You can’t beat a little natural soap and clean water. Traditional cleaning methods include soap and hot water or alcohol. Chlorine bleach or hydrogen peroxide can be used for heavy-duty surface cleaning. These act non-specifically and eliminate almost every type of microbe: fungi, bacteria and some viruses. Soap loosens and lifts dirt, oil and microbes from surfaces and is easily rinsed away with water. General cleaners such as alcohol demolish key cellular structures then evaporate. Even plain clean water reduces bacterial populations by sluicing them off.

Unfortunately, many commercial antibacterial products today leave surface residues, creating conditions that foster the development of resistant bacteria. After spraying and wiping antibacterial cleaners over a kitchen counter, active chemicals linger that kill most bacteria, but not all. The surviving bacteria then have the potential to mutate into strains resistant to the chemical, which can generate a cross resistance with medical antibiotics.

Residues of these antibacterial chemicals (eg triclosan) have been found in 60 per cent of the USA’s rivers, filtered out as sludge then used as fertiliser for food/vegetable growing. As well as developing cross-resistance, these chemicals can contribute to endocrine disruption in humans when consumed as residues on foods.
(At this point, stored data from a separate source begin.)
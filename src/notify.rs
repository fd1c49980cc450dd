use log::{error, info, warn};
use tokio::sync::mpsc;

#[derive(Debug, Clone, Copy, PartialEq)]
pub enum NoticeLevel {
    Info,
    Success,
    Error,
}

/// A user-visible notification (a toast, in a graphical front end)
#[derive(Debug, Clone, PartialEq)]
pub struct Notice {
    pub level: NoticeLevel,
    pub text: String,
}

impl Notice {
    pub fn info(text: &str) -> Self {
        Notice { level: NoticeLevel::Info, text: text.to_string() }
    }

    pub fn success(text: &str) -> Self {
        Notice { level: NoticeLevel::Success, text: text.to_string() }
    }

    pub fn error(text: &str) -> Self {
        Notice { level: NoticeLevel::Error, text: text.to_string() }
    }
}

/// Sink for notifications shown to the user
pub trait Notifier: Send + Sync {
    fn notify(&self, notice: Notice);
}

/// Writes notices to the log
#[derive(Debug, Default, Clone, Copy)]
pub struct LogNotifier;

impl Notifier for LogNotifier {
    fn notify(&self, notice: Notice) {
        match notice.level {
            NoticeLevel::Info | NoticeLevel::Success => info!("{}", notice.text),
            NoticeLevel::Error => error!("{}", notice.text),
        }
    }
}

/// Forwards notices to a presentation layer over a channel
#[derive(Debug, Clone)]
pub struct ChannelNotifier {
    tx: mpsc::Sender<Notice>,
}

impl ChannelNotifier {
    pub fn new(capacity: usize) -> (Self, mpsc::Receiver<Notice>) {
        let (tx, rx) = mpsc::channel(capacity);
        (ChannelNotifier { tx }, rx)
    }
}

impl Notifier for ChannelNotifier {
    fn notify(&self, notice: Notice) {
        // Don't block on sending - a full or closed channel just drops the notice
        if let Err(e) = self.tx.try_send(notice) {
            warn!("Dropped notification: {}", e);
        }
    }
}
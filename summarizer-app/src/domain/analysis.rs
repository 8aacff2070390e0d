use std::fmt;
use std::str::FromStr;
use summarizer_errors::AppError;

#[derive(Debug, Clone, Copy, PartialEq, Eq, Hash, Default)]
pub enum AnalysisType {
    #[default]
    Summary,
    KeyPoints,
    ActionItems,
    Risks,
}

impl AnalysisType {
    pub const ALL: [AnalysisType; 4] = [
        AnalysisType::Summary,
        AnalysisType::KeyPoints,
        AnalysisType::ActionItems,
        AnalysisType::Risks,
    ];

    pub fn keyword(&self) -> &'static str {
        match self {
            Self::Summary => "summary",
            Self::KeyPoints => "key_points",
            Self::ActionItems => "action_items",
            Self::Risks => "risks",
        }
    }

    /// Title-case label used in section headers, e.g. "Key Points".
    pub fn label(&self) -> &'static str {
        match self {
            Self::Summary => "Summary",
            Self::KeyPoints => "Key Points",
            Self::ActionItems => "Action Items",
            Self::Risks => "Risks",
        }
    }

    /// Unknown keywords map to `Summary`.
    pub fn from_keyword_or_default(keyword: &str) -> Self {
        keyword.parse().unwrap_or_default()
    }

    pub fn keywords() -> Vec<&'static str> {
        Self::ALL.iter().map(|t| t.keyword()).collect()
    }
}

impl FromStr for AnalysisType {
    type Err = AppError;

    fn from_str(s: &str) -> Result<Self, Self::Err> {
        let keyword = s.trim().to_lowercase();
        Self::ALL
            .into_iter()
            .find(|t| t.keyword() == keyword)
            .ok_or_else(|| {
                AppError::InvalidCommand(format!(
                    "Invalid analysis type. Available: {}",
                    Self::keywords().join(", ")
                ))
            })
    }
}

impl fmt::Display for AnalysisType {
    fn fmt(&self, f: &mut fmt::Formatter<'_>) -> fmt::Result {
        f.write_str(self.keyword())
    }
}

#[derive(Debug, Clone, PartialEq, Eq)]
pub struct AnalysisRequest {
    pub content: String,
    pub analysis_type: AnalysisType,
}

impl AnalysisRequest {
    pub fn new(content: impl Into<String>, analysis_type: AnalysisType) -> Self {
        Self {
            content: content.into(),
            analysis_type,
        }
    }
}
use clap::builder::PossibleValuesParser;
use clap::Parser;
use summarizer_app::domain::AnalysisType;
use summarizer_app::infrastructure::openai::prompt::DEFAULT_TOPIC;

const EXAMPLES: &str = "Examples:
  # Summarize an article from a URL
  summarizer --url https://finance.yahoo.com/news/...

  # Get website recommendations
  summarizer --websites

  # Summarize with key points analysis
  summarizer --url https://example.com --type key_points

  # Ask a custom financial question
  summarizer --ask \"What are the implications of rising interest rates?\"

  # Interactive mode
  summarizer --interactive";

#[derive(Parser, Debug)]
#[command(author, version, about = "Financial Content Summarization Tool", long_about = None, after_help = EXAMPLES)]
pub struct Args {
    /// URL of the financial article to summarize
    #[arg(long, value_name = "URL")]
    pub url: Option<String>,

    /// Type of analysis to perform
    #[arg(
        long = "type",
        value_name = "TYPE",
        default_value = "summary",
        value_parser = PossibleValuesParser::new(["summary", "key_points", "action_items", "risks"])
    )]
    pub analysis_type: String,

    /// Get recommendations for financial information websites
    #[arg(long)]
    pub websites: bool,

    /// Topic for website recommendations
    #[arg(long, default_value = DEFAULT_TOPIC)]
    pub topic: String,

    /// Ask a custom financial question
    #[arg(long, value_name = "QUESTION")]
    pub ask: Option<String>,

    /// Summarize provided text content
    #[arg(long, value_name = "TEXT")]
    pub text: Option<String>,

    /// Start interactive mode
    #[arg(long)]
    pub interactive: bool,

    /// Enable debug logging
    #[arg(long)]
    pub debug: bool,
}

#[derive(Debug, Clone, PartialEq)]
pub enum Action {
    Websites(String),
    Url(String),
    Ask(String),
    Text(String),
    Interactive,
    Demo,
}

impl Args {
    pub fn analysis_type(&self) -> AnalysisType {
        AnalysisType::from_keyword_or_default(&self.analysis_type)
    }

    /// First matching flag wins: websites, url, ask, text, interactive. Otherwise the demo runs.
    pub fn action(&self) -> Action {
        if self.websites {
            Action::Websites(self.topic.clone())
        } else if let Some(url) = &self.url {
            Action::Url(url.clone())
        } else if let Some(question) = &self.ask {
            Action::Ask(question.clone())
        } else if let Some(text) = &self.text {
            Action::Text(text.clone())
        } else if self.interactive {
            Action::Interactive
        } else {
            Action::Demo
        }
    }
}
mod app_error;

pub use app_error::AppError;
Wearing a face mask is often recommended for infection from droplet contagion (such as colds and flu) but, unless a person has a severely compromised immune system for other reasons, this is not so necessary. Having contact with the latest viral infection, and managing it effectively, upgrades our immune status for the next challenge. Face masks however can be effective in areas of high air pollution or when worn by people with severely compromised immunity.

Stress management

Mental and physical stress (neuroendocrine influences) can significantly affect immune function and stress has been shown to reduce the resistance of the organism to infectious disease. Regular techniques for stress management are therefore an important protective approach. Adrenal function needs to be supported while exercise and relaxation or meditative techniques, practised regularly, are critical for maintaining health and effective immunity.

Infection management

There are two ways to approach infection management once the person has contracted the infection: one is to stop the symptoms (and there is a good argument to reduce the inflammation caused by the organism); the other is to go with the body’s inherent defence mechanisms and enhance them so the immune system can deal with the infection itself. Deciding which approach to take will obviously be determined to a large extent by the virulence of the organism and the severity of the symptoms.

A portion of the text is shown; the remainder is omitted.